VERJEE: The United States, though, was to some degree pacified by one close -- essentially considered a trigger mechanism, that reads: "If any further Iranian failures come to light, the board of governors would need immediately to consider all options at its disposal." Does that mean an automatic referral to the U.N. Security Council?

ELBARADEI: It's not an automatic referral. The board of the agency has to meet, but I think the message is very clear, that the international community will not tolerate any additional serious failures on the part of Iran, that if I were to report additional noncompliance cases or breeches or whatever, or violation, the likelihood is that the board will refer the matter to the Security Council. And I think that's what the U.S. were after, a clear message to Iran that enough is enough, no more breeches are going to be tolerated in the future.

VERJEE: All right. Going into this, Mr. ElBaradei, did you see a similar situation to that of Iraq beginning to emerge?

ELBARADEI: Well, somewhat. I think we are on the level of an inspection. The jury is still out, as it were in Iraq when our -- inspections came to a halt, and I think in the case of Iran today, the international community wants to give verification and diplomacy a chance. I think the international community does not want to jump to conclusions. I think we have learned from Iraq that it might not be a good idea to jump to conclusions, particularly on an issue that has to do with war and peace.

And so I think we are learning some lessons from Iraq. I think there are useful lessons, in fact. And as long as we are inching forward, as long as we are moving forward, we should exploit every possibility to resolve the issue through diplomacy and verification, before (UNINTELLIGIBLE)...

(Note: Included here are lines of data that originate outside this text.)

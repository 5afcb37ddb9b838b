//! Projectiles and timed zone effects.
//!
//! Projectiles travel to a fixed point and report impact; the impact system
//! resolves hits. Beams, heal zones and crystals are purely time-based.

use glam::DVec2;

use kaiju_core::constants::*;
use kaiju_core::enums::ProjectileKind;
use kaiju_core::geometry::distance_to_segment;

use crate::status::StatusPayload;

/// What a projectile does to the enemy it hits.
#[derive(Debug, Clone, Copy, PartialEq)]
pub enum Payload {
    Direct,
    Status(StatusPayload),
    /// Reduced damage to every other enemy within `radius` of the primary hit.
    Splash { radius: f64 },
}

/// A point-seeking projectile.
#[derive(Debug, Clone, PartialEq)]
pub struct Projectile {
    pub kind: ProjectileKind,
    pub position: DVec2,
    pub target_point: DVec2,
    pub damage: f64,
    /// Units per tick.
    pub speed: f64,
    pub payload: Payload,
    pub active: bool,
}

impl Projectile {
    pub fn new(
        kind: ProjectileKind,
        origin: DVec2,
        target_point: DVec2,
        damage: f64,
        speed: f64,
        payload: Payload,
    ) -> Self {
        Self {
            kind,
            position: origin,
            target_point,
            damage,
            speed,
            payload,
            active: true,
        }
    }

    /// Move toward the target point. Returns true on the step that arrives,
    /// snapping onto the target and deactivating.
    pub fn advance(&mut self) -> bool {
        if !self.active {
            return false;
        }
        let to_target = self.target_point - self.position;
        let distance = to_target.length();
        if distance <= self.speed {
            self.position = self.target_point;
            self.active = false;
            return true;
        }
        self.position += to_target / distance * self.speed;
        false
    }
}

/// A line segment dealing damage every tick while active.
#[derive(Debug, Clone, PartialEq)]
pub struct Beam {
    pub start: DVec2,
    pub end: DVec2,
    /// Nominal damage; each active tick deals a fraction of it.
    pub damage: f64,
    pub width: f64,
    pub created_tick: u64,
    pub duration_ticks: u64,
}

impl Beam {
    pub fn new(start: DVec2, end: DVec2, damage: f64, width: f64, now: u64) -> Self {
        Self {
            start,
            end,
            damage,
            width,
            created_tick: now,
            duration_ticks: BEAM_DURATION_TICKS,
        }
    }

    pub fn is_active(&self, now: u64) -> bool {
        now.saturating_sub(self.created_tick) < self.duration_ticks
    }

    pub fn damage_per_tick(&self) -> f64 {
        self.damage * BEAM_DAMAGE_FRACTION
    }

    /// Whether an enemy hit box centered at `point` touches the beam.
    pub fn intersects(&self, point: DVec2) -> bool {
        distance_to_segment(point, self.start, self.end) <= (self.width + ENEMY_HITBOX) * 0.5
    }
}

/// A circle restoring tower hit points every tick while active.
#[derive(Debug, Clone, PartialEq)]
pub struct HealZone {
    pub position: DVec2,
    pub radius: f64,
    /// Hit points granted per active tick.
    pub amount: f64,
    pub created_tick: u64,
    pub duration_ticks: u64,
}

impl HealZone {
    pub fn new(position: DVec2, radius: f64, amount: f64, now: u64) -> Self {
        Self {
            position,
            radius,
            amount,
            created_tick: now,
            duration_ticks: HEAL_ZONE_DURATION_TICKS,
        }
    }

    pub fn is_active(&self, now: u64) -> bool {
        now.saturating_sub(self.created_tick) < self.duration_ticks
    }

    pub fn covers(&self, point: DVec2) -> bool {
        self.position.distance(point) <= self.radius
    }
}

/// A collectable pickup dropped by crystal-spawning enemies.
#[derive(Debug, Clone, PartialEq)]
pub struct Crystal {
    pub position: DVec2,
    pub value: u32,
    pub expires_at_tick: u64,
}

impl Crystal {
    pub fn new(position: DVec2, now: u64) -> Self {
        Self {
            position,
            value: CRYSTAL_VALUE,
            expires_at_tick: now + CRYSTAL_LIFETIME_TICKS,
        }
    }

    pub fn is_expired(&self, now: u64) -> bool {
        now >= self.expires_at_tick
    }

    pub fn in_pickup_range(&self, point: DVec2) -> bool {
        self.position.distance(point) <= CRYSTAL_PICKUP_RADIUS
    }
}

#[cfg(test)]
mod tests {
    use super::*;

    #[test]
    fn projectile_snaps_on_impact() {
        let mut bolt = Projectile::new(
            ProjectileKind::Bolt,
            DVec2::ZERO,
            DVec2::new(25.0, 0.0),
            10.0,
            10.0,
            Payload::Direct,
        );
        assert!(!bolt.advance());
        assert!(!bolt.advance());
        assert!(bolt.advance());
        assert_eq!(bolt.position, DVec2::new(25.0, 0.0));
        assert!(!bolt.active);
        assert!(!bolt.advance());
    }

    #[test]
    fn beam_lives_for_its_duration() {
        let beam = Beam::new(DVec2::ZERO, DVec2::new(100.0, 0.0), 45.0, 10.0, 100);
        assert!(beam.is_active(100));
        assert!(beam.is_active(109));
        assert!(!beam.is_active(110));
        let total: f64 = (100..120)
            .filter(|&t| beam.is_active(t))
            .map(|_| beam.damage_per_tick())
            .sum();
        assert!((total - 45.0).abs() < 1e-9);
    }

    #[test]
    fn beam_hits_within_half_widths() {
        let beam = Beam::new(DVec2::ZERO, DVec2::new(100.0, 0.0), 45.0, 10.0, 0);
        assert!(beam.intersects(DVec2::new(50.0, 25.0)));
        assert!(!beam.intersects(DVec2::new(50.0, 25.5)));
    }

    #[test]
    fn crystal_expires() {
        let crystal = Crystal::new(DVec2::new(10.0, 10.0), 5);
        assert!(!crystal.is_expired(5 + CRYSTAL_LIFETIME_TICKS - 1));
        assert!(crystal.is_expired(5 + CRYSTAL_LIFETIME_TICKS));
        assert!(crystal.in_pickup_range(DVec2::new(25.0, 10.0)));
        assert!(!crystal.in_pickup_range(DVec2::new(40.0, 10.0)));
    }
}
//! Rewards, refunds and wave bonuses.

use kaiju_core::constants::*;
use kaiju_core::enums::EnemyKind;

use crate::enemy::Variant;

/// Cash credited when an enemy of this variant dies.
pub fn kill_reward(variant: Variant) -> u32 {
    match variant.kind {
        EnemyKind::Flyer => FLYER_REWARD,
        EnemyKind::Crystalback => CRYSTALBACK_REWARD,
        EnemyKind::Regenerator => REGENERATOR_REWARD,
        EnemyKind::Stormlord => STORMLORD_REWARD,
        EnemyKind::Devastator => DEVASTATOR_REWARD_PER_STAGE * variant.stage as u32,
    }
}

/// Bonus for clearing `wave`: steps up every [`WAVE_BONUS_STEP`] waves.
pub fn wave_bonus(wave: u32) -> u32 {
    WAVE_BONUS_PER_STEP * (wave / WAVE_BONUS_STEP + 1)
}

/// Half the purchase cost, rounded down.
pub fn sell_refund(cost: u32) -> u32 {
    cost / 2
}
//! Run-level state mutated by the systems and by player actions.

use serde::{Deserialize, Serialize};

use kaiju_core::enums::GamePhase;

/// Currency, base health and the run phase.
#[derive(Debug, Clone, PartialEq, Serialize, Deserialize)]
pub struct RunState {
    pub phase: GamePhase,
    pub cash: u32,
    pub base_hp: f64,
    pub auto_advance: bool,
    /// Bonus from the latest wave clear, until the next snapshot takes it.
    pub wave_bonus: Option<u32>,
}

impl RunState {
    pub fn new(cash: u32, base_hp: f64, auto_advance: bool) -> Self {
        Self {
            phase: GamePhase::Menu,
            cash,
            base_hp,
            auto_advance,
            wave_bonus: None,
        }
    }

    /// Subtract base hit points. Returns true when the base has fallen,
    /// in which case the phase is already `GameOver`.
    pub fn damage_base(&mut self, damage: f64) -> bool {
        self.base_hp -= damage;
        if self.base_hp <= 0.0 {
            self.phase = GamePhase::GameOver;
            return true;
        }
        false
    }

    pub fn credit(&mut self, amount: u32) {
        self.cash = self.cash.saturating_add(amount);
    }

    /// Deduct `amount` if affordable.
    pub fn try_spend(&mut self, amount: u32) -> bool {
        match self.cash.checked_sub(amount) {
            Some(rest) => {
                self.cash = rest;
                true
            }
            None => false,
        }
    }
}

ELBARADEI: ... Security Council or any other enforcement measures.

VERJEE: When is Iran, Mr. ElBaradei, going to sign that additional protocol that gives inspectors unfettered access to all the nuclear sites? Have you discussed that? Have they given you a date, a possible date?

ELBARADEI: Not yet, Zain. I think they should do it fairly soon. However, I am assured that even until they do that, Iran will act, additional protocol is enforced, and I'm acting on the assumption that as from today, Iran will give us all the right of access, all the right of all the information we need, as if the protocol is enforced.

In light of Iran's past behavior, we need all the transparency, all the access rights we can get before we can -- before we can bring that issue to closure. So I am acting on the assumption that Iran will be absolutely cooperating in every sense.

VERJEE: Mohamed ElBaradei, the director general of the International Atomic Energy Agency, speaking to us from Vienna, many thanks.